> **Task**
How many lines in the entries below include the string "async"? Answer with the number only.

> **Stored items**

========

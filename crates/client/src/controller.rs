//! Runs user actions against the API and keeps [`Presentation`] in step with the server.
//!
//! Every mutating action shows a transient status, waits for the server, and on success
//! re-fetches the list and the aggregate. Failures end up on the status line; nothing is
//! retried.

use crate::client::MedicineClient;
use crate::error::ClientResult;
use crate::presentation::{ModalState, Presentation, StatusKind};

#[derive(Debug)]
pub struct Controller {
    client: MedicineClient,
    view: Presentation,
}

impl Controller {
    pub fn new(client: MedicineClient) -> Self {
        Self {
            client,
            view: Presentation::new(),
        }
    }

    pub fn view(&self) -> &Presentation {
        &self.view
    }

    pub fn view_mut(&mut self) -> &mut Presentation {
        &mut self.view
    }

    /// Re-fetches the list and the aggregate. Returns `false` if either request failed, in
    /// which case the cached state is kept and the error is on the status line.
    pub async fn refresh(&mut self) -> bool {
        let fetched = async {
            let records = self.client.list().await?;
            let aggregate = self.client.average_price().await?;
            ClientResult::Ok((records, aggregate))
        }
        .await;

        match fetched {
            Ok((records, aggregate)) => {
                self.view.replace(records, aggregate);
                true
            }
            Err(e) => {
                tracing::warn!("refresh failed: {}", e);
                self.view.set_status(StatusKind::Error, e.user_message());
                false
            }
        }
    }

    /// Submits the create form.
    pub async fn create(&mut self, name: &str, price: &str) -> bool {
        self.view.set_status(StatusKind::Info, "Creating medicine...");
        let result = self.client.create(name, price).await;
        self.finish(result).await
    }

    /// Submits the edit modal. Does nothing unless the edit modal is open.
    ///
    /// `price` and `new_name` are the raw field contents; `None` leaves that field unchanged.
    pub async fn submit_edit(&mut self, price: Option<&str>, new_name: Option<&str>) -> bool {
        let ModalState::Edit { target } = self.view.modal().clone() else {
            return false;
        };
        self.view.set_status(StatusKind::Info, "Updating medicine...");
        let result = self.client.update(&target, price, new_name).await;
        self.finish(result).await
    }

    /// Confirms the delete modal. Does nothing unless the delete confirmation is open.
    pub async fn confirm_delete(&mut self) -> bool {
        let ModalState::DeleteConfirm { target } = self.view.modal().clone() else {
            return false;
        };
        self.view.set_status(StatusKind::Info, "Deleting medicine...");
        let result = self.client.delete(&target).await;
        self.finish(result).await
    }

    async fn finish(&mut self, result: ClientResult<String>) -> bool {
        match result {
            Ok(message) => {
                self.view.close_modal();
                self.view.set_status(StatusKind::Success, message);
                self.refresh().await;
                true
            }
            Err(e) => {
                tracing::debug!("request failed: {}", e);
                self.view.set_status(StatusKind::Error, e.user_message());
                false
            }
        }
    }
}
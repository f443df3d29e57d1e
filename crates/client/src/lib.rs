//! # Medstock Client
//!
//! Front end for the medstock HTTP API.
//!
//! - [`MedicineClient`]: async HTTP client for every endpoint
//! - [`Presentation`]: UI state (cached list, the single expanded card, the action modal,
//!   status line) owned by the caller rather than held globally
//! - [`Controller`]: runs user actions against the API and reconciles [`Presentation`] with
//!   the server afterwards
//! - [`render`]: plain-text rendering of that state

pub mod client;
pub mod controller;
pub mod error;
pub mod presentation;
pub mod render;

pub use client::MedicineClient;
pub use controller::Controller;
pub use error::{ClientError, ClientResult};
pub use presentation::{ModalState, Presentation, SearchOutcome, StatusKind, StatusMessage};
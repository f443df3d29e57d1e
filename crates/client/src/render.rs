//! Plain-text rendering of [`Presentation`].

use crate::presentation::{ModalState, Presentation, SearchOutcome, StatusKind};
use api_shared::{AveragePriceRes, Medicine};
use serde_json::Value;

const UNNAMED: &str = "(unnamed)";

/// Formats a stored price with two decimals, or a placeholder for non-numeric values.
pub fn format_price(price: Option<&Value>) -> String {
    match price {
        Some(Value::Number(n)) => match n.as_f64() {
            Some(v) => format!("{v:.2}"),
            None => n.to_string(),
        },
        Some(Value::Null) | None => "price unavailable".to_string(),
        Some(other) => format!("invalid price ({other})"),
    }
}

pub fn render_average(aggregate: Option<&AveragePriceRes>) -> String {
    match aggregate {
        Some(AveragePriceRes {
            average_price: Some(avg),
            count,
        }) => format!("Average price: {avg:.2} (from {count} medicines)"),
        _ => "Average price: n/a".to_string(),
    }
}

fn render_card(index: usize, record: &Medicine, expanded: bool) -> String {
    let name = record.name.as_deref().unwrap_or(UNNAMED);
    let mut card = format!(
        "{:>3}. {}  {}",
        index + 1,
        name,
        format_price(record.price.as_ref())
    );
    if expanded {
        card.push_str("\n       [Update] [Delete]");
    }
    card
}

/// The medicine list, one card per record, followed by the aggregate line.
pub fn render_list(view: &Presentation) -> String {
    let mut lines = Vec::with_capacity(view.records().len() + 2);
    if view.records().is_empty() {
        lines.push("No medicines found.".to_string());
    }
    for (index, record) in view.records().iter().enumerate() {
        lines.push(render_card(index, record, view.is_expanded(record)));
    }
    lines.push(String::new());
    lines.push(render_average(view.aggregate()));
    lines.join("\n")
}

pub fn render_modal(view: &Presentation) -> Option<String> {
    match view.modal() {
        ModalState::Closed => None,
        ModalState::Edit { target } => Some(format!(
            "Update {target}: enter a new price and/or a new name, then save (or cancel)"
        )),
        ModalState::DeleteConfirm { target } => Some(format!(
            "Delete {target}? Confirm to delete (or cancel)"
        )),
    }
}

pub fn render_status(view: &Presentation) -> Option<String> {
    view.status().map(|status| match status.kind {
        StatusKind::Info => format!("... {}", status.text),
        StatusKind::Success => format!("ok: {}", status.text),
        StatusKind::Error => format!("error: {}", status.text),
    })
}

pub fn render_search(outcome: &SearchOutcome) -> String {
    match outcome {
        SearchOutcome::Found(record) => format!(
            "Found: {}  {}",
            record.name.as_deref().unwrap_or(UNNAMED),
            format_price(record.price.as_ref())
        ),
        SearchOutcome::NotFound => "Medicine not found".to_string(),
        SearchOutcome::EmptyQuery => "Enter a name to search for".to_string(),
    }
}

========

> **Your solution**
7